Like Flying Lotus, a true one off. Gonjasufi takes acid rock as his template rather than futuristic beats (although they are there in the mix on some songs) and somehow manages to tell the whole story of modern music over his debut album without ever sounding retro. This record calls to mind the Stooges, Turkish psych, Issac Hayes and Monster Magnet and many many more. An excellent remix package (The Caliph’s Tea Party) was released off the back of it. For those who just want to hear something, well, different.

http://monobrow73.blogspot.com/2010/03/album-review-sufi-and-killer-gonja-sufi.html
2. Swim - Caribou

The most blatantly enjoyable album of the year (the record I actually enjoy listening to most often comes second in these polls while I reserve first place for the one I consider the most ‘important’!). This record sounded good whenever I played it – on the train on Ipod, on a barge radio travelling through Holland, eating dinner in an Italian villa, live in Rough Trade records in East London... At least three euphoric singles (Odyssey, Sun, Bowls) but dig beneath and there is great experimentation here – Arthur Russell is an obvious reference point as is Four tet but Dan Snaith is continuing to plough his own furrow.

http://monobrow73.blogspot.com/2010/03/album-review-swim-caribou-city-slang.html
1. Cosmogramma – Flying Lotus

I suspect I might get some flak for picking this as my album of the year. It’s a muso’s album – deliberately difficult and ‘clever’ and it barely contains anything you might regard as a song. This though is a record that is all about texture and mood. Closer to 70’s free jazz than the post dubstep sound it is often associated with, Ellison is able to create a connection with his listener through snatches of harp, piano and vocal.

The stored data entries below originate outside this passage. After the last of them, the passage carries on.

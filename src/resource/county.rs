use super::ResourcePoint;
use crate::hex::{HexPos, Positioned};

/// 粗筛的轴对齐范围（±50 格）
pub const COUNTY_BOX: u32 = 50;

/// 判断起点所在的郡
///
/// 先找 ±50 范围内的任意资源点（按存储顺序取第一个），找不到再退回到全局最近点。
/// 退回时用 |dx| + |dy| 近似比较，而不是六边形距离。
/// 赛季没有任何资源点时返回 None。
pub fn resolve_county(points: &[ResourcePoint], start: HexPos) -> Option<&str> {
    if let Some(p) = points.iter().find(|p| {
        let pos = p.pos();
        pos.x.abs_diff(start.x) <= COUNTY_BOX && pos.y.abs_diff(start.y) <= COUNTY_BOX
    }) {
        return Some(&p.county);
    }

    points
        .iter()
        .min_by_key(|p| p.pos().manhattan(start))
        .map(|p| p.county.as_str())
}
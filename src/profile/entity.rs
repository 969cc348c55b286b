use sea_orm::DatabaseConnection;
use sea_orm::DbErr;

use crate::db;

pub mod user {
    use sea_orm::entity::prelude::*;
    use serde::Serialize;

    #[derive(Clone, Debug, PartialEq, DeriveEntityModel, Serialize)]
    #[sea_orm(table_name = "users")]
    pub struct Model {
        #[sea_orm(primary_key, auto_increment = false)]
        pub openid: String,
        pub nickname: Option<String>,
        pub avatar_url: Option<String>,
        pub registration_time: DateTime,
        pub last_login_time: DateTime,
        pub login_count: i32,
        // 游戏内资料
        pub role_name: Option<String>,
        pub role_id: Option<String>,
        pub server_info: Option<String>,
        pub zone: Option<String>,
        pub team_name: Option<String>,
        pub season: Option<String>,
        pub alliance_name: Option<String>,
    }

    #[derive(Copy, Clone, Debug, EnumIter, DeriveRelation)]
    pub enum Relation {}

    impl ActiveModelBehavior for ActiveModel {}
}

pub async fn init_schema(db: &DatabaseConnection) -> Result<(), DbErr> {
    db::create_table(db, user::Entity).await
}
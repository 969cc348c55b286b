use sea_orm::sea_query::{Index, IndexCreateStatement};
use sea_orm::{ConnectionTrait, Database, DatabaseConnection, DbErr, EntityTrait, Schema};
use std::path::Path;
use tokio::fs;

use crate::{alliance, battle, info, profile, resource, warn};

/// 初始化数据库连接
pub async fn init(db_url: &str) -> Result<DatabaseConnection, DbErr> {
    // sqlite:path/to/file.db?mode=rwc 需要父目录存在
    if let Some(file) = sqlite_file(db_url)
        && let Some(parent) = Path::new(file).parent()
        && !parent.as_os_str().is_empty()
        && !parent.exists()
    {
        // 失败时仍尝试连接，由连接错误决定是否退出
        if let Err(e) = fs::create_dir_all(parent).await {
            warn!(target: "Database", "无法创建数据库目录 {:?}: {}", parent, e);
        }
    }

    let db = Database::connect(db_url).await?;

    info!(target: "Database", "连接成功: {}", db_url);

    Ok(db)
}

/// 建表与索引，已存在的会被跳过
pub async fn setup_schema(db: &DatabaseConnection) -> Result<(), DbErr> {
    profile::entity::init_schema(db).await?;
    alliance::entity::init_schema(db).await?;
    resource::entity::init_schema(db).await?;
    battle::entity::init_schema(db).await?;
    Ok(())
}

pub async fn create_table<E>(db: &DatabaseConnection, entity: E) -> Result<(), DbErr>
where
    E: EntityTrait,
{
    let builder = db.get_database_backend();
    let schema = Schema::new(builder);

    let mut stmt = schema.create_table_from_entity(entity);
    stmt.if_not_exists();

    db.execute(builder.build(&stmt)).await?;
    Ok(())
}

pub async fn create_index(
    db: &DatabaseConnection,
    mut stmt: IndexCreateStatement,
) -> Result<(), DbErr> {
    let builder = db.get_database_backend();
    stmt.if_not_exists();
    db.execute(builder.build(&stmt)).await?;
    Ok(())
}

/// 便于各实体模块书写索引
pub fn index(name: &str) -> IndexCreateStatement {
    Index::create().name(name).to_owned()
}

fn sqlite_file(db_url: &str) -> Option<&str> {
    let rest = db_url
        .strip_prefix("sqlite://")
        .or_else(|| db_url.strip_prefix("sqlite:"))?;
    let file = rest.split('?').next()?;
    if file.is_empty() || file.starts_with(":memory:") {
        None
    } else {
        Some(file)
    }
}
//! 用户登录与个人资料

pub mod entity;
pub mod wechat;

use axum::Json;
use axum::extract::State;
use chrono::{Local, NaiveDateTime};
use sea_orm::ActiveValue::Set;
use sea_orm::{ActiveModelTrait, DatabaseConnection, DbErr, EntityTrait, SqlErr};
use serde::Deserialize;
use serde_json::{Value, json};

use self::entity::user;
use self::wechat::LoginError;
use crate::error::{ApiError, ApiJson, ApiResult};
use crate::server::AppState;
use crate::{debug, info};

/// 同盟名最多 6 个字
pub const ALLIANCE_NAME_MAX: usize = 6;

async fn bump_login(
    db: &DatabaseConnection,
    user: user::Model,
    now: NaiveDateTime,
) -> Result<user::Model, DbErr> {
    let count = user.login_count + 1;
    let mut active: user::ActiveModel = user.into();
    active.last_login_time = Set(now);
    active.login_count = Set(count);
    active.update(db).await
}

/// 登录：新用户注册，老用户累加登录次数
pub async fn record_login(db: &DatabaseConnection, openid: &str) -> Result<user::Model, DbErr> {
    let now = Local::now().naive_local();

    if let Some(existing) = user::Entity::find_by_id(openid).one(db).await? {
        return bump_login(db, existing, now).await;
    }

    let created = user::ActiveModel {
        openid: Set(openid.to_string()),
        registration_time: Set(now),
        last_login_time: Set(now),
        login_count: Set(1),
        ..Default::default()
    }
    .insert(db)
    .await;

    match created {
        Ok(u) => {
            info!(target: "Profile", "新用户注册: {}", openid);
            Ok(u)
        }
        // 同一用户并发首次登录
        Err(e) if matches!(e.sql_err(), Some(SqlErr::UniqueConstraintViolation(_))) => {
            let existing = user::Entity::find_by_id(openid)
                .one(db)
                .await?
                .ok_or_else(|| DbErr::RecordNotFound(openid.to_string()))?;
            bump_login(db, existing, now).await
        }
        Err(e) => Err(e),
    }
}

#[derive(Debug, Default, Clone, Deserialize)]
pub struct ProfileUpdate {
    #[serde(default, rename = "nickName")]
    pub nickname: Option<String>,
    #[serde(default, rename = "avatarUrl")]
    pub avatar_url: Option<String>,
    #[serde(default)]
    pub role_name: Option<String>,
    #[serde(default)]
    pub role_id: Option<String>,
    #[serde(default)]
    pub server_info: Option<String>,
    #[serde(default)]
    pub zone: Option<String>,
    #[serde(default)]
    pub team_name: Option<String>,
}

/// 只更新请求中出现的字段，用户不存在时返回 None
pub async fn update_profile(
    db: &DatabaseConnection,
    openid: &str,
    update: ProfileUpdate,
) -> Result<Option<user::Model>, DbErr> {
    let Some(existing) = user::Entity::find_by_id(openid).one(db).await? else {
        return Ok(None);
    };

    let mut active: user::ActiveModel = existing.into();
    let fields = [
        (&mut active.nickname, update.nickname),
        (&mut active.avatar_url, update.avatar_url),
        (&mut active.role_name, update.role_name),
        (&mut active.role_id, update.role_id),
        (&mut active.server_info, update.server_info),
        (&mut active.zone, update.zone),
        (&mut active.team_name, update.team_name),
    ];
    for (slot, value) in fields {
        if let Some(v) = value {
            *slot = Set(Some(v));
        }
    }

    active.update(db).await.map(Some)
}

pub async fn set_season(
    db: &DatabaseConnection,
    openid: &str,
    season: &str,
) -> Result<Option<user::Model>, DbErr> {
    let Some(existing) = user::Entity::find_by_id(openid).one(db).await? else {
        return Ok(None);
    };
    let mut active: user::ActiveModel = existing.into();
    active.season = Set(Some(season.to_string()));
    active.update(db).await.map(Some)
}

pub async fn set_alliance_name(
    db: &DatabaseConnection,
    openid: &str,
    alliance_name: &str,
) -> Result<Option<user::Model>, DbErr> {
    let Some(existing) = user::Entity::find_by_id(openid).one(db).await? else {
        return Ok(None);
    };
    let mut active: user::ActiveModel = existing.into();
    active.alliance_name = Set(Some(alliance_name.to_string()));
    active.update(db).await.map(Some)
}

// ===== HTTP =====

fn required(value: Option<String>, name: &str) -> ApiResult<String> {
    value
        .map(|v| v.trim().to_string())
        .filter(|v| !v.is_empty())
        .ok_or_else(|| ApiError::bad_request(format!("缺少 {}", name)))
}

fn user_not_found() -> ApiError {
    ApiError::not_found("用户不存在")
}

#[derive(Debug, Deserialize)]
pub struct LoginRequest {
    #[serde(default)]
    pub code: Option<String>,
}

pub async fn login(
    State(state): State<AppState>,
    ApiJson(req): ApiJson<LoginRequest>,
) -> ApiResult<Json<Value>> {
    let code = required(req.code, "code")?;

    let session = wechat::code_to_session(&state.http, &state.config.wechat, &code)
        .await
        .map_err(|e| match e {
            LoginError::Rejected(msg) => ApiError::bad_request(msg),
            LoginError::Upstream(err) => ApiError::Internal(err),
        })?;

    let user = record_login(&state.db, &session.openid).await?;
    debug!(
        target: "Profile",
        "{} 第 {} 次登录",
        user.openid,
        user.login_count
    );

    Ok(Json(json!({
        "openid": session.openid,
        "session_key": session.session_key,
        "user": user,
    })))
}

#[derive(Debug, Deserialize)]
pub struct UpdateRequest {
    #[serde(default)]
    pub openid: Option<String>,
    #[serde(flatten)]
    pub update: ProfileUpdate,
}

pub async fn update_user(
    State(state): State<AppState>,
    ApiJson(req): ApiJson<UpdateRequest>,
) -> ApiResult<Json<Value>> {
    let openid = required(req.openid, "openid")?;
    let user = update_profile(&state.db, &openid, req.update)
        .await?
        .ok_or_else(user_not_found)?;
    Ok(Json(json!({ "success": true, "user": user })))
}

#[derive(Debug, Deserialize)]
pub struct SeasonRequest {
    #[serde(default)]
    pub openid: Option<String>,
    #[serde(default)]
    pub season: Option<String>,
}

pub async fn update_season(
    State(state): State<AppState>,
    ApiJson(req): ApiJson<SeasonRequest>,
) -> ApiResult<Json<Value>> {
    let openid = required(req.openid, "openid")?;
    let season = required(req.season, "season")?;
    let user = set_season(&state.db, &openid, &season)
        .await?
        .ok_or_else(user_not_found)?;
    Ok(Json(json!({ "success": true, "user": user })))
}

#[derive(Debug, Deserialize)]
pub struct AllianceRequest {
    #[serde(default)]
    pub openid: Option<String>,
    #[serde(default)]
    pub alliance_name: Option<String>,
}

pub async fn update_alliance(
    State(state): State<AppState>,
    ApiJson(req): ApiJson<AllianceRequest>,
) -> ApiResult<Json<Value>> {
    let openid = required(req.openid, "openid")?;
    let name = required(req.alliance_name, "alliance_name")?;
    if name.chars().count() > ALLIANCE_NAME_MAX {
        return Err(ApiError::bad_request(format!(
            "同盟名不能超过 {} 个字",
            ALLIANCE_NAME_MAX
        )));
    }
    let user = set_alliance_name(&state.db, &openid, &name)
        .await?
        .ok_or_else(user_not_found)?;
    Ok(Json(json!({ "success": true, "user": user })))
}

The beats are sparse and harsh but from within them comes great beauty. It’s a record that is quite unique and I can envisage listening to it in ten years time by which time the rest of the pretenders might just have caught up (by which time Fly Lo will have moved on!).. I fully accept that this choice says more about where I am on my own musical journey than what might be regarded as the popular choice of a defining record but I was amazed at how little this was picked upon in the end of year magazine and web polls which shows that I’m not entirely in thrall to the critics!

http://monobrow73.blogspot.com/2010/05/album-review-cosmogramma-flying-lotus.html
The top 3 singles
3. Katie’s on a mission – Katie B



This category should contain at least one out and out pop single. This really caught my ear when I saw Katie supporting Magnetic Men. A great hook but rooted in credibility – like a modern Nenah Cherry singing along to Benga perhaps (he did produce it after all). Simple fun.

2. CMYK – James Blake

A sound of where British music goes next. Using cut up R&B vocals over modern electronic sounds from the London underground – rolling back and forth with shifting tempos to create a slightly disorientating experience. Expecting a great debut from this man in 2011.

1. Exhibit A/C – Jay Electronica
As one gets older it becomes so much harder for music to really blow you away – think about the first time you heard Public Enemy, Guns N Roses or the Arctic Monkeys...I had the same feeling when I heard Exhibit A which namechecks Barack Obama, Etta James and Kurt Voneggut (this was actually released in 2009 so I've chosen Exhibit C which is a little more soulful and equally as good). So far ahead of the rest of the hip hop field it’s scary. Calling to mind J Dilla, Wu and Nas with futuristic production and a voice to kill for – hip hop is back big style with Jay Electronica. All together now 'As we proceed....with what you need.....'


Merry Christmas and happy new year everyone - see you in 2011!